Stored data entries
**********

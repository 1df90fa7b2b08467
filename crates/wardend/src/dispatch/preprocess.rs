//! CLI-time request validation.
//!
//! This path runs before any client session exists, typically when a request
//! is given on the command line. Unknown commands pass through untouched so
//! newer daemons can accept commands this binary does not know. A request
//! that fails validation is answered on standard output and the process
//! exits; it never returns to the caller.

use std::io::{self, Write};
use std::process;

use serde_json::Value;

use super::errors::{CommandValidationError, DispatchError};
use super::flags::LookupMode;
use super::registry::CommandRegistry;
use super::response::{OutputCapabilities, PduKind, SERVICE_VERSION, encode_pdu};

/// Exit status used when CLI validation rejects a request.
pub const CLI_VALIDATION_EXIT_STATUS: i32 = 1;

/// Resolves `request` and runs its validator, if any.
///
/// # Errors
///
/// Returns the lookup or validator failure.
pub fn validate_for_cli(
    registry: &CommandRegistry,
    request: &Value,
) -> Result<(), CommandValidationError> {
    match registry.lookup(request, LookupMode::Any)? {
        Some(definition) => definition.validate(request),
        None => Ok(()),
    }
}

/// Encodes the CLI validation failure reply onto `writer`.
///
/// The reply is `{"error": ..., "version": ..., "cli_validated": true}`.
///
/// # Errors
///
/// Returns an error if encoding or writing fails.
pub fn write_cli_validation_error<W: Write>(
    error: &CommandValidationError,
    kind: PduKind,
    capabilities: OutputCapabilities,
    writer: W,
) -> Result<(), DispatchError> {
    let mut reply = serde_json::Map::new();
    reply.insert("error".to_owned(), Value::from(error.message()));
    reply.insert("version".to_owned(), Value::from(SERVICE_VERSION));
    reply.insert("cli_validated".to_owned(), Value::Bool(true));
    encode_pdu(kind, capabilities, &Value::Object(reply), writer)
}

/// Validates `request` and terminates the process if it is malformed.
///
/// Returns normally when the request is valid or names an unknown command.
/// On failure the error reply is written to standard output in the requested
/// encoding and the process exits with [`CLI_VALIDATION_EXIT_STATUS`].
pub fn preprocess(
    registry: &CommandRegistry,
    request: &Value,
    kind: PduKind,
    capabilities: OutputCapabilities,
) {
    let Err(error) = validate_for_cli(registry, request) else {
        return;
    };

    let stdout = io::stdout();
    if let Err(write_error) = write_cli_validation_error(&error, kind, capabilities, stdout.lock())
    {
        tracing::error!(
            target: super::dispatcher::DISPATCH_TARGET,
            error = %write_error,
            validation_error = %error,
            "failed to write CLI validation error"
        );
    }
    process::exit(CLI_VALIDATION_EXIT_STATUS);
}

**********

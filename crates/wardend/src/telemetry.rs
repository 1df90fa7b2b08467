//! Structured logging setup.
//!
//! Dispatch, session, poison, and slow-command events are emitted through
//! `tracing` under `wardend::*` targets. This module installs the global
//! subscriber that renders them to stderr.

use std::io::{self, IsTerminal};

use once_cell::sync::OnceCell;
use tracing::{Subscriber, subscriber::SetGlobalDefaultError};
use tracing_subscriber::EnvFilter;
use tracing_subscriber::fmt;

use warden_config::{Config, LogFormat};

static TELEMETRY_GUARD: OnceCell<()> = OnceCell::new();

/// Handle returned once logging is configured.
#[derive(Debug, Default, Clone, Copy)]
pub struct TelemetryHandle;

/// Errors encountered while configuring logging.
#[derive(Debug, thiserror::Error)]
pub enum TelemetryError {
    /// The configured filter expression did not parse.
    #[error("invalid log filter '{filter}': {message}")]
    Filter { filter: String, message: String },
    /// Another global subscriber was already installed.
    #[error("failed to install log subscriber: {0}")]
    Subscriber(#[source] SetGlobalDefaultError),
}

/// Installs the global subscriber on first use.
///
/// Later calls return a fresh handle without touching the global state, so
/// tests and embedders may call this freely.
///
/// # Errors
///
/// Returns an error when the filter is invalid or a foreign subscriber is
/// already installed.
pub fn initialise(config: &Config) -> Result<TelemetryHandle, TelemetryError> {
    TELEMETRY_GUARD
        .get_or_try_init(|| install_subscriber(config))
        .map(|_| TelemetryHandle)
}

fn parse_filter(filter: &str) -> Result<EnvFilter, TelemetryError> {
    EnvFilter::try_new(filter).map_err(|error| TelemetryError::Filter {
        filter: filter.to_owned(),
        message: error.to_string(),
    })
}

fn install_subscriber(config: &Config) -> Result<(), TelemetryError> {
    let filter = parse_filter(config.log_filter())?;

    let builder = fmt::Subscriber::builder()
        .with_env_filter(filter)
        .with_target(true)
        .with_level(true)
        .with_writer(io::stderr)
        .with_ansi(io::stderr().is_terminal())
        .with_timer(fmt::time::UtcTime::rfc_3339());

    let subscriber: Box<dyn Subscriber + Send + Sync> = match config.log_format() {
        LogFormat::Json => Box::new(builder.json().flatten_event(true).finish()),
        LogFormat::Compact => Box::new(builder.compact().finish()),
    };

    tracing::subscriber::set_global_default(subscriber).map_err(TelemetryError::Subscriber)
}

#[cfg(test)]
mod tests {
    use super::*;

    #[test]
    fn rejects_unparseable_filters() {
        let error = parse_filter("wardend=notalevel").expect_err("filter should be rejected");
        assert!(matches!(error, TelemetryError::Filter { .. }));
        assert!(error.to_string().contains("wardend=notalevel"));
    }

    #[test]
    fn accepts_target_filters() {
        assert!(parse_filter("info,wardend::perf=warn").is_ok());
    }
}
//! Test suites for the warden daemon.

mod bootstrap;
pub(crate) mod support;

**********

EXERCISE DIRECTIONS: Show all lines in the records above that hold "Value".

SOLUTION FOR THIS TASK:
use serde_json::Value;
    request: &Value,
    reply.insert("error".to_owned(), Value::from(error.message()));
    reply.insert("version".to_owned(), Value::from(SERVICE_VERSION));
    reply.insert("cli_validated".to_owned(), Value::Bool(true));
    encode_pdu(kind, capabilities, &Value::Object(reply), writer)
    request: &Value,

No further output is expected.